I'm really glad you reached out to us. I would guess that the people on this site have all "pulled their hair" out in some form. Bipolar is a VERY difficult thing to live with, and it seems worse in the beginning. You said you had 7 Dr.'s you'd gone to and it sounds lik your on the medication guessing game. It does help when all is sorted out and you are not getting different stories from different Dr.'s and you don't have to wait 4-6 weeks to even see if a medication is going to work. I was wondering if you had been in thehospital or if you went to the different Doctors to get different opinions. How long have you been diagnosed with it? Are you on meds and do they work, or have you felt this hopeless, fearful, and frustrated since you felt the sypmtoms of bipolar?
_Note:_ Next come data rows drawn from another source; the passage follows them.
use std::collections::HashMap;
use std::path::PathBuf;

use anyhow::Context;
use clap::{Parser, Subcommand, ValueEnum};
use sqlx::postgres::PgPoolOptions;
use uuid::Uuid;

mod aggregate;
mod attendance;
mod classify;
mod config;
mod db;
mod models;
mod report;
mod risk;
mod score;
mod trend;

use config::Thresholds;
use models::StudentContext;

#[derive(Parser)]
#[command(name = "performance-insights")]
#[command(
    about = "Performance and attendance analytics over the academic records store",
    long_about = None
)]
struct Cli {
    #[command(subcommand)]
    command: Commands,
}

#[derive(Clone, Copy, ValueEnum)]
enum GroupBy {
    Department,
    Semester,
    Subject,
    ExamType,
}

impl GroupBy {
    fn label(self) -> &'static str {
        match self {
            GroupBy::Department => "department",
            GroupBy::Semester => "semester",
            GroupBy::Subject => "subject",
            GroupBy::ExamType => "exam type",
        }
    }
}

#[derive(Subcommand)]
enum Commands {
    /// Assess one student: average, band, trend, risk and attendance
    Student {
        #[arg(long)]
        registration: String,
        #[arg(long)]
        subject: Option<String>,
        #[arg(long)]
        json: bool,
    },
    /// Aggregate averages, distribution and ranking across a cohort
    Summary {
        #[arg(long, value_enum, default_value = "department")]
        group_by: GroupBy,
        #[arg(long)]
        department: Option<String>,
        #[arg(long)]
        semester: Option<i32>,
        #[arg(long)]
        json: bool,
    },
    /// Generate a markdown report
    Report {
        #[arg(long)]
        department: Option<String>,
        #[arg(long)]
        semester: Option<i32>,
        #[arg(long, default_value = "report.md")]
        out: PathBuf,
    },
}

#[derive(serde::Serialize)]
struct SummaryOutput {
    group_by: String,
    records: usize,
    scored: usize,
    mean: Option<f64>,
    distribution: aggregate::BandDistribution,
    ranking: Vec<aggregate::RankedBucket>,
}

#[tokio::main]
async fn main() -> anyhow::Result<()> {
    let cli = Cli::parse();
    let database_url = std::env::var("DATABASE_URL")
        .context("DATABASE_URL must be set to the academic records Postgres instance")?;

    let pool = PgPoolOptions::new()
        .max_connections(5)
        .connect(&database_url)
        .await
        .context("failed to connect to Postgres")?;

    let thresholds = Thresholds::default();

    match cli.command {
        Commands::Student {
            registration,
            subject,
            json,
        } => {
            let scope = db::Scope {
                registration: Some(registration.as_str()),
                ..db::Scope::default()
            };
            let students = db::fetch_students(&pool, &scope).await?;
            let Some(context) = students.into_iter().next() else {
                println!("No student found for registration {registration}.");
                return Ok(());
            };

            let mut scores = db::fetch_score_records(&pool, &scope).await?;
            let mut attendance_records = db::fetch_attendance_records(&pool, &scope).await?;
            if let Some(subject) = subject.as_deref() {
                scores.retain(|record| record.subject_code == subject);
                attendance_records.retain(|record| record.subject_code == subject);
            }

            let assessment =
                risk::assess_student(context, &scores, &attendance_records, &thresholds);
            if json {
                println!("{}", serde_json::to_string_pretty(&assessment)?);
            } else {
                print_assessment(&assessment);
            }
        }
        Commands::Summary {
            group_by,
            department,
            semester,
            json,
        } => {
            let scope = db::Scope {
                department: department.as_deref(),
                registration: None,
                semester,
            };
            let students = db::fetch_students(&pool, &scope).await?;
            let scores = db::fetch_score_records(&pool, &scope).await?;

            let contexts: HashMap<Uuid, StudentContext> = students
                .into_iter()
                .map(|student| (student.student_id, student))
                .collect();
            let buckets = match group_by {
                GroupBy::Department => aggregate::aggregate_by(&scores, &thresholds, |record| {
                    contexts
                        .get(&record.student_id)
                        .map(|c| c.department_id.clone())
                        .unwrap_or_else(|| "unassigned".to_string())
                }),
                GroupBy::Semester => aggregate::aggregate_by(&scores, &thresholds, |record| {
                    contexts
                        .get(&record.student_id)
                        .map(|c| c.semester.to_string())
                        .unwrap_or_else(|| "unassigned".to_string())
                }),
                GroupBy::Subject => {
                    aggregate::aggregate_by(&scores, &thresholds, |record| {
                        record.subject_code.clone()
                    })
                }
                GroupBy::ExamType => {
                    aggregate::aggregate_by(&scores, &thresholds, |record| record.exam_type.clone())
                }
            };
            let ranking = aggregate::rank_by_mean(buckets);

            let scored: Vec<f64> = score::valid_percentages(&scores).collect();
            let summary = SummaryOutput {
                group_by: group_by.label().to_string(),
                records: scores.len(),
                scored: scored.len(),
                mean: if scored.is_empty() {
                    None
                } else {
                    Some(scored.iter().sum::<f64>() / scored.len() as f64)
                },
                distribution: aggregate::distribution(scored.iter().copied(), &thresholds),
                ranking,
            };

            if json {
                println!("{}", serde_json::to_string_pretty(&summary)?);
            } else {
                print_summary(&summary);
            }
        }
        Commands::Report {
            department,
            semester,
            out,
        } => {
            let scope = db::Scope {
                department: department.as_deref(),
                registration: None,
                semester,
            };
            let students = db::fetch_students(&pool, &scope).await?;
            let scores = db::fetch_score_records(&pool, &scope).await?;
            let attendance_records = db::fetch_attendance_records(&pool, &scope).await?;

            let report = report::build_report(
                department.as_deref(),
                &students,
                &scores,
                &attendance_records,
                &thresholds,
            );
            std::fs::write(&out, report)
                .with_context(|| format!("failed to write {}", out.display()))?;
            println!("Report written to {}.", out.display());
        }
    }

    Ok(())
}

fn print_assessment(assessment: &risk::StudentAssessment) {
    let context = &assessment.context;
    println!(
        "{} ({}), {} semester {}, batch {}",
        context.full_name,
        context.registration_no,
        context.department_id,
        context.semester,
        context.batch
    );

    match (assessment.average, assessment.band) {
        (Some(average), Some(band)) => println!(
            "Average: {:.1}% ({}, {} pace)",
            average,
            band.label(),
            band.pace().label()
        ),
        _ => println!("Average: no scored exams on record."),
    }

    println!("Trend: {}", assessment.trend.label());

    match assessment.risk {
        Some(risk) => println!("Risk: {}", risk.label()),
        None => println!("Risk: no data."),
    }

    match (assessment.attendance.percentage, assessment.attendance_band) {
        (Some(percentage), Some(band)) => {
            let attended = assessment.attendance.present + assessment.attendance.late;
            println!(
                "Attendance: {:.1}% ({} of {} sessions, {})",
                percentage,
                attended,
                assessment.attendance.total,
                band.label()
            );
        }
        _ => println!("Attendance: no records."),
    }
}

fn print_summary(summary: &SummaryOutput) {
    println!("Cohort summary grouped by {}:", summary.group_by);

    match summary.mean {
        Some(mean) => println!(
            "Average {:.1}% across {} scored exams ({} records lacked a usable maximum).",
            mean,
            summary.scored,
            summary.records - summary.scored
        ),
        None => println!("No scored exams in scope."),
    }

    let counts = &summary.distribution;
    println!(
        "Distribution: {} excellent, {} good, {} average, {} poor ({} scored).",
        counts.excellent,
        counts.good,
        counts.average,
        counts.poor,
        counts.total()
    );

    for entry in &summary.ranking {
        match (entry.rank, entry.bucket.mean) {
            (Some(rank), Some(mean)) => println!(
                "{}. {}: {:.1}% across {} scored exams",
                rank, entry.bucket.key, mean, entry.bucket.count
            ),
            _ => println!(
                "-. {}: no scored exams ({} records)",
                entry.bucket.key, entry.bucket.records
            ),
        }
    }
}
use std::cmp::Ordering;
use std::collections::HashMap;

use serde::Serialize;

use crate::classify::{self, LearnerBand};
use crate::config::Thresholds;
use crate::models::ScoreRecord;

#[derive(Debug, Clone, Copy, Default, PartialEq, Eq, Serialize)]
pub struct BandDistribution {
    pub excellent: usize,
    pub good: usize,
    pub average: usize,
    pub poor: usize,
}

impl BandDistribution {
    pub fn add(&mut self, band: LearnerBand) {
        match band {
            LearnerBand::Excellent => self.excellent += 1,
            LearnerBand::Good => self.good += 1,
            LearnerBand::Average => self.average += 1,
            LearnerBand::Poor => self.poor += 1,
        }
    }

    pub fn total(&self) -> usize {
        self.excellent + self.good + self.average + self.poor
    }
}

pub fn distribution<I>(percentages: I, thresholds: &Thresholds) -> BandDistribution
where
    I: IntoIterator<Item = f64>,
{
    let mut counts = BandDistribution::default();
    for value in percentages {
        counts.add(classify::classify_learner(value, thresholds));
    }
    counts
}

#[derive(Debug, Clone, Serialize)]
pub struct AggregateBucket {
    pub key: String,
    /// Records grouped under the key, including ones with no usable maximum.
    pub records: usize,
    /// Records that produced a percentage; the mean covers only these.
    pub count: usize,
    pub mean: Option<f64>,
    pub distribution: BandDistribution,
}

pub fn aggregate_by<F, K>(
    records: &[ScoreRecord],
    thresholds: &Thresholds,
    key_fn: F,
) -> Vec<AggregateBucket>
where
    F: Fn(&ScoreRecord) -> K,
    K: ToString,
{
    let mut groups: HashMap<String, (usize, usize, f64, BandDistribution)> = HashMap::new();

    for record in records {
        let entry = groups.entry(key_fn(record).to_string()).or_default();
        entry.0 += 1;
        if let Some(value) = record.percentage() {
            entry.1 += 1;
            entry.2 += value;
            entry.3.add(classify::classify_learner(value, thresholds));
        }
    }

    let mut buckets: Vec<AggregateBucket> = groups
        .into_iter()
        .map(|(key, (records, count, sum, distribution))| AggregateBucket {
            key,
            records,
            count,
            mean: if count > 0 {
                Some(sum / count as f64)
            } else {
                None
            },
            distribution,
        })
        .collect();

    buckets.sort_by(|a, b| a.key.cmp(&b.key));
    buckets
}

#[derive(Debug, Clone, Serialize)]
pub struct RankedBucket {
    /// None for buckets with no mean; they trail the ranking.
    pub rank: Option<usize>,
    pub bucket: AggregateBucket,
}

/// Competition ranking by mean, descending: buckets with equal means share a
/// rank and the next distinct mean skips the tied positions (1, 2, 2, 4).
pub fn rank_by_mean(mut buckets: Vec<AggregateBucket>) -> Vec<RankedBucket> {
    buckets.sort_by(|a, b| match (a.mean, b.mean) {
        (Some(x), Some(y)) => y
            .partial_cmp(&x)
            .unwrap_or(Ordering::Equal)
            .then_with(|| a.key.cmp(&b.key)),
        (Some(_), None) => Ordering::Less,
        (None, Some(_)) => Ordering::Greater,
        (None, None) => a.key.cmp(&b.key),
    });

    let mut ranked = Vec::with_capacity(buckets.len());
    let mut last_mean: Option<f64> = None;
    let mut last_rank = 0usize;

    for (index, bucket) in buckets.into_iter().enumerate() {
        let rank = bucket.mean.map(|mean| {
            let rank = if last_mean == Some(mean) {
                last_rank
            } else {
                index + 1
            };
            last_mean = Some(mean);
            last_rank = rank;
            rank
        });
        ranked.push(RankedBucket { rank, bucket });
    }

    ranked
}
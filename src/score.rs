use crate::models::ScoreRecord;

/// A score with no usable maximum has no percentage; callers exclude such
/// records instead of treating them as zero.
pub fn percentage(marks_obtained: f64, max_marks: f64) -> Option<f64> {
    if !marks_obtained.is_finite() || !max_marks.is_finite() || max_marks <= 0.0 {
        return None;
    }
    Some(marks_obtained / max_marks * 100.0)
}

pub fn valid_percentages(records: &[ScoreRecord]) -> impl Iterator<Item = f64> + '_ {
    records.iter().filter_map(|record| record.percentage())
}

pub fn average_percentage(records: &[ScoreRecord]) -> Option<f64> {
    let mut sum = 0.0;
    let mut count = 0usize;
    for value in valid_percentages(records) {
        sum += value;
        count += 1;
    }
    if count == 0 {
        None
    } else {
        Some(sum / count as f64)
    }
}
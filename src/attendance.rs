use serde::Serialize;

use crate::config::Thresholds;
use crate::models::{AttendanceRecord, AttendanceStatus};

#[derive(Debug, Clone, Copy, Default, PartialEq, Serialize)]
pub struct AttendanceSummary {
    pub total: usize,
    pub present: usize,
    pub absent: usize,
    pub late: usize,
    pub excused: usize,
    /// None when there are no records, which is distinct from 0%.
    pub percentage: Option<f64>,
}

pub fn aggregate_attendance(records: &[AttendanceRecord]) -> AttendanceSummary {
    let mut summary = AttendanceSummary::default();

    for record in records {
        summary.total += 1;
        match record.status {
            AttendanceStatus::Present => summary.present += 1,
            AttendanceStatus::Absent => summary.absent += 1,
            AttendanceStatus::Late => summary.late += 1,
            AttendanceStatus::Excused => summary.excused += 1,
        }
    }

    if summary.total > 0 {
        // Late arrivals still count as attended; excused absences do not.
        let attended = summary.present + summary.late;
        summary.percentage = Some(attended as f64 / summary.total as f64 * 100.0);
    }

    summary
}

#[derive(Debug, Clone, Copy, PartialEq, Eq, Serialize)]
pub enum AttendanceBand {
    Good,
    Low,
    Critical,
}

impl AttendanceBand {
    pub fn label(self) -> &'static str {
        match self {
            AttendanceBand::Good => "Good",
            AttendanceBand::Low => "Low",
            AttendanceBand::Critical => "Critical",
        }
    }

    pub fn below_threshold(self) -> bool {
        !matches!(self, AttendanceBand::Good)
    }
}

pub fn classify_attendance(percentage: f64, thresholds: &Thresholds) -> AttendanceBand {
    if percentage >= thresholds.attendance_threshold {
        AttendanceBand::Good
    } else if percentage >= thresholds.attendance_low_cut {
        AttendanceBand::Low
    } else {
        AttendanceBand::Critical
    }
}
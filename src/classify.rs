use serde::Serialize;

use crate::config::Thresholds;

#[derive(Debug, Clone, Copy, PartialEq, Eq, Serialize)]
pub enum LearnerBand {
    Excellent,
    Good,
    Average,
    Poor,
}

impl LearnerBand {
    pub fn label(self) -> &'static str {
        match self {
            LearnerBand::Excellent => "Excellent",
            LearnerBand::Good => "Good",
            LearnerBand::Average => "Average",
            LearnerBand::Poor => "Poor",
        }
    }

    /// 0 is the best band; sorting ascending puts stronger students first.
    pub fn severity_rank(self) -> u8 {
        match self {
            LearnerBand::Excellent => 0,
            LearnerBand::Good => 1,
            LearnerBand::Average => 2,
            LearnerBand::Poor => 3,
        }
    }

    /// The simplified three-way view some dashboards show. Derived from the
    /// canonical bands so there is a single threshold table.
    pub fn pace(self) -> LearnerPace {
        match self {
            LearnerBand::Excellent => LearnerPace::Fast,
            LearnerBand::Good | LearnerBand::Average => LearnerPace::Average,
            LearnerBand::Poor => LearnerPace::Slow,
        }
    }
}

#[derive(Debug, Clone, Copy, PartialEq, Eq, Serialize)]
pub enum LearnerPace {
    Fast,
    Average,
    Slow,
}

impl LearnerPace {
    pub fn label(self) -> &'static str {
        match self {
            LearnerPace::Fast => "Fast",
            LearnerPace::Average => "Average",
            LearnerPace::Slow => "Slow",
        }
    }
}

pub fn classify_learner(average: f64, thresholds: &Thresholds) -> LearnerBand {
    if average >= thresholds.excellent_cut {
        LearnerBand::Excellent
    } else if average >= thresholds.good_cut {
        LearnerBand::Good
    } else if average >= thresholds.average_cut {
        LearnerBand::Average
    } else {
        LearnerBand::Poor
    }
}
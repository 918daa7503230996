pub const ATTENDANCE_THRESHOLD: f64 = 75.0;
pub const ATTENDANCE_LOW_CUT: f64 = 60.0;

pub const EXCELLENT_CUT: f64 = 75.0;
pub const GOOD_CUT: f64 = 60.0;
pub const AVERAGE_CUT: f64 = 40.0;

pub const TREND_TOLERANCE: f64 = 5.0;

/// Cut points shared by every classifier in the engine. Call sites receive
/// this as a value instead of importing module-level constants, so a caller
/// can override a single cut without touching global state.
#[derive(Debug, Clone, Copy, PartialEq)]
pub struct Thresholds {
    /// Minimum attendance percentage that meets the eligibility requirement.
    pub attendance_threshold: f64,
    /// Attendance under the requirement but at or above this cut is Low;
    /// anything under it is Critical.
    pub attendance_low_cut: f64,
    pub excellent_cut: f64,
    pub good_cut: f64,
    /// Doubles as the passing cut for risk prediction.
    pub average_cut: f64,
    /// Gap in percentage points between the earlier and later half means
    /// before a score sequence counts as moving.
    pub trend_tolerance: f64,
}

impl Default for Thresholds {
    fn default() -> Self {
        Self {
            attendance_threshold: ATTENDANCE_THRESHOLD,
            attendance_low_cut: ATTENDANCE_LOW_CUT,
            excellent_cut: EXCELLENT_CUT,
            good_cut: GOOD_CUT,
            average_cut: AVERAGE_CUT,
            trend_tolerance: TREND_TOLERANCE,
        }
    }
}
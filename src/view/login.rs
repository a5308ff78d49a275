use log::{debug, error, info, warn};
use serde::Serialize;
use std::sync::{Arc, Mutex, PoisonError};

use super::latency::Latency;
use crate::clock::Clock;
use crate::policy::{format_time, LockoutPolicy, MSG_WRONG_PASSWORD};
use crate::storage::{reset_lockout, KeyValueStore, StorageError, ATTEMPTS_KEY, LOCKOUT_END_KEY};

pub type SharedLoginView = Arc<Mutex<LoginView>>;

/// 提交被拒绝的原因，表单此时处于禁用状态
#[derive(Debug, Clone, Copy, PartialEq, Eq)]
pub enum SubmitRejected {
    Locked,
    InFlight,
}

#[derive(Debug, Clone, Copy, PartialEq, Eq)]
pub enum SubmitOutcome {
    /// 账号密码正确，跳转到 dashboard
    Authenticated,
    /// 密码为空或错误，表单仍可用
    Failed,
    /// 本次失败触发锁定
    LockedOut,
    Ignored(SubmitRejected),
}

/// 登录页状态快照，供 /api/state 返回
#[derive(Debug, Clone, Serialize, PartialEq, Eq)]
pub struct LoginState {
    pub username: String,
    pub is_loading: bool,
    pub error: Option<String>,
    pub attempts: u32,
    pub remaining_attempts: u32,
    pub is_locked: bool,
    pub lockout_end: Option<i64>,
    pub remaining_secs: u64,
    pub remaining_display: String,
}

/// 登录表单的状态机。
///
/// 失败次数与锁定截止时间以存储为准，内存中的字段只是本次挂载期间的副本；
/// 每次挂载都会重新从存储读取。
pub struct LoginView {
    store: Arc<dyn KeyValueStore>,
    clock: Arc<dyn Clock>,
    policy: LockoutPolicy,
    username: String,
    is_loading: bool,
    error: Option<String>,
    attempts: u32,
    is_locked: bool,
    lockout_end: Option<i64>,
    remaining_secs: u64,
}

impl LoginView {
    /// 挂载视图：读取存储中的失败次数和锁定截止时间
    pub fn mount(
        store: Arc<dyn KeyValueStore>,
        clock: Arc<dyn Clock>,
        policy: LockoutPolicy,
    ) -> Result<Self, StorageError> {
        let stored_attempts = read_number::<u32>(store.as_ref(), ATTEMPTS_KEY)?;
        let stored_lockout_end = read_number::<i64>(store.as_ref(), LOCKOUT_END_KEY)?;

        let mut view = Self {
            store,
            clock,
            username: String::new(),
            is_loading: false,
            error: None,
            attempts: stored_attempts.unwrap_or(0).min(policy.max_attempts),
            is_locked: false,
            lockout_end: None,
            remaining_secs: 0,
            policy,
        };

        let now = view.clock.now_millis();
        match stored_lockout_end {
            Some(end) if now < end => {
                view.is_locked = true;
                view.lockout_end = Some(end);
                view.remaining_secs = ceil_secs(end - now);
                info!(
                    "账号处于锁定状态，剩余 {} 秒",
                    view.remaining_secs
                );
            }
            Some(_) => {
                info!("锁定已过期，重置失败次数");
                reset_lockout(view.store.as_ref())?;
                view.attempts = 0;
            }
            None if view.attempts >= view.policy.max_attempts => {
                // 失败次数已满却没有截止时间，视为过期的锁定
                warn!("失败次数已达上限但缺少锁定截止时间，重置失败次数");
                reset_lockout(view.store.as_ref())?;
                view.attempts = 0;
            }
            None => {}
        }

        debug!(
            "登录视图已挂载 - 失败次数: {}, 锁定: {}",
            view.attempts, view.is_locked
        );
        Ok(view)
    }

    pub fn username(&self) -> &str {
        &self.username
    }

    pub fn is_loading(&self) -> bool {
        self.is_loading
    }

    pub fn error(&self) -> Option<&str> {
        self.error.as_deref()
    }

    pub fn attempts(&self) -> u32 {
        self.attempts
    }

    pub fn is_locked(&self) -> bool {
        self.is_locked
    }

    pub fn lockout_end(&self) -> Option<i64> {
        self.lockout_end
    }

    pub fn remaining_secs(&self) -> u64 {
        self.remaining_secs
    }

    pub fn remaining_display(&self) -> String {
        format_time(self.remaining_secs)
    }

    pub fn snapshot(&self) -> LoginState {
        LoginState {
            username: self.username.clone(),
            is_loading: self.is_loading,
            error: self.error.clone(),
            attempts: self.attempts,
            remaining_attempts: self.policy.remaining_attempts(self.attempts),
            is_locked: self.is_locked,
            lockout_end: self.lockout_end,
            remaining_secs: self.remaining_secs,
            remaining_display: self.remaining_display(),
        }
    }

    /// 倒计时走一步，返回视图是否仍处于锁定状态
    pub fn tick(&mut self) -> Result<bool, StorageError> {
        if !self.is_locked {
            return Ok(false);
        }
        if self.remaining_secs <= 1 {
            self.unlock()?;
            return Ok(false);
        }
        self.remaining_secs -= 1;
        Ok(true)
    }

    fn unlock(&mut self) -> Result<(), StorageError> {
        self.is_locked = false;
        self.lockout_end = None;
        self.attempts = 0;
        self.error = None;
        self.remaining_secs = 0;
        info!("锁定时间结束，表单已解锁");
        reset_lockout(self.store.as_ref())
    }

    /// 开始一次提交：锁定或已有请求在处理时直接忽略
    pub fn begin_submit(&mut self) -> Result<(), SubmitRejected> {
        if self.is_locked {
            debug!("表单已锁定，忽略提交");
            return Err(SubmitRejected::Locked);
        }
        if self.is_loading {
            debug!("已有提交正在处理，忽略提交");
            return Err(SubmitRejected::InFlight);
        }
        self.is_loading = true;
        self.error = None;
        Ok(())
    }

    /// 模拟延迟结束后校验账号密码
    pub fn complete_submit(
        &mut self,
        username: &str,
        password: &str,
    ) -> Result<SubmitOutcome, StorageError> {
        self.username = username.to_string();
        let result = self.evaluate(username, password);
        self.is_loading = false;
        result
    }

    fn evaluate(&mut self, username: &str, password: &str) -> Result<SubmitOutcome, StorageError> {
        if password.trim().is_empty() {
            warn!("用户 {} 提交了空密码", username);
            self.error = Some(MSG_WRONG_PASSWORD.to_string());
            return Ok(SubmitOutcome::Failed);
        }

        if self.policy.credentials_match(username, password) {
            info!("用户 {} 登录成功", username);
            reset_lockout(self.store.as_ref())?;
            self.attempts = 0;
            return Ok(SubmitOutcome::Authenticated);
        }

        // 先写存储，成功后再更新视图字段
        let attempts = (self.attempts + 1).min(self.policy.max_attempts);
        self.store.set(ATTEMPTS_KEY, &attempts.to_string())?;
        warn!("用户 {} 登录失败，当前失败次数: {}", username, attempts);

        if attempts >= self.policy.max_attempts {
            let lockout_end = self.clock.now_millis() + self.policy.lockout_millis();
            if let Err(e) = self.store.set(LOCKOUT_END_KEY, &lockout_end.to_string()) {
                // 回滚已写入的失败次数，避免存储中出现无截止时间的满次数
                if let Err(rollback) = self.store.set(ATTEMPTS_KEY, &self.attempts.to_string()) {
                    error!("回滚失败次数失败: {}", rollback);
                }
                return Err(e);
            }
            self.attempts = attempts;
            self.is_locked = true;
            self.lockout_end = Some(lockout_end);
            self.remaining_secs = self.policy.lockout_secs();
            self.error = Some(self.policy.lockout_message());
            warn!("登录失败次数过多，锁定至 {}", lockout_end);
            return Ok(SubmitOutcome::LockedOut);
        }

        self.attempts = attempts;
        self.error = Some(self.policy.remaining_attempts_message(self.attempts));
        Ok(SubmitOutcome::Failed)
    }
}

/// 完整的提交流程：开始、等待模拟延迟、校验。等待期间不持有锁。
pub async fn submit(
    view: &SharedLoginView,
    latency: &dyn Latency,
    username: &str,
    password: &str,
) -> Result<SubmitOutcome, StorageError> {
    {
        let mut guard = view.lock().unwrap_or_else(PoisonError::into_inner);
        if let Err(rejected) = guard.begin_submit() {
            return Ok(SubmitOutcome::Ignored(rejected));
        }
    }

    latency.wait().await;

    let mut guard = view.lock().unwrap_or_else(PoisonError::into_inner);
    guard.complete_submit(username, password).map_err(|e| {
        error!("保存登录状态失败: {}", e);
        e
    })
}

fn read_number<T: std::str::FromStr>(
    store: &dyn KeyValueStore,
    key: &str,
) -> Result<Option<T>, StorageError> {
    let Some(raw) = store.get(key)? else {
        return Ok(None);
    };
    match raw.trim().parse::<T>() {
        Ok(value) => Ok(Some(value)),
        Err(_) => {
            warn!("存储键 {} 的值无法解析: {:?}", key, raw);
            Ok(None)
        }
    }
}

fn ceil_secs(millis: i64) -> u64 {
    (millis.max(0) as u64).div_ceil(1000)
}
I'd really really appreciate it if you could write back on the board or E-mail me at MistRaeven@aol.com so we'd know when this all started and at what point it is at with the Dr.'s and meds. How did you find out you had it? I'm 42 and my daughter who is 18 was diagnosed when she was in 7th grade, but only after I pushed and pulled at the psychiatrists where she was 2X before a diagnosis. Were you in the hospital like my daughter ad I have been?

The way you are feeling is very normal considering you have a terrible disease and don't want it, and can't get rid of it. Besides all the feelings an illness brings, it's even harder when , like bipolar, it's one that somany people don't understand. People who explain how to jump out of bed and ge out of the "blues" when you are depressed. Do you have family, or any kind of support system that understands what this is? I hope so. That makes such a huge difference in feeling hopeless or not. Please write back and tell me more. Even if you don't, know I'll be thinking of you. I'm on disability for fibromyalgia and have a lot of time to think about my fellow bipolar friends who have written on this board. I know it doesn't seem like it, but it will get better when the meds get right, and the initial anger and "why me?" begins to wear off. But even when it's better, the biggest advise I'd give would be "GET SUPPORT". Writing in here was great. I never went out and kept up friendships or made new ones. I hid out and isolated instead of getting support and lost a lot of years.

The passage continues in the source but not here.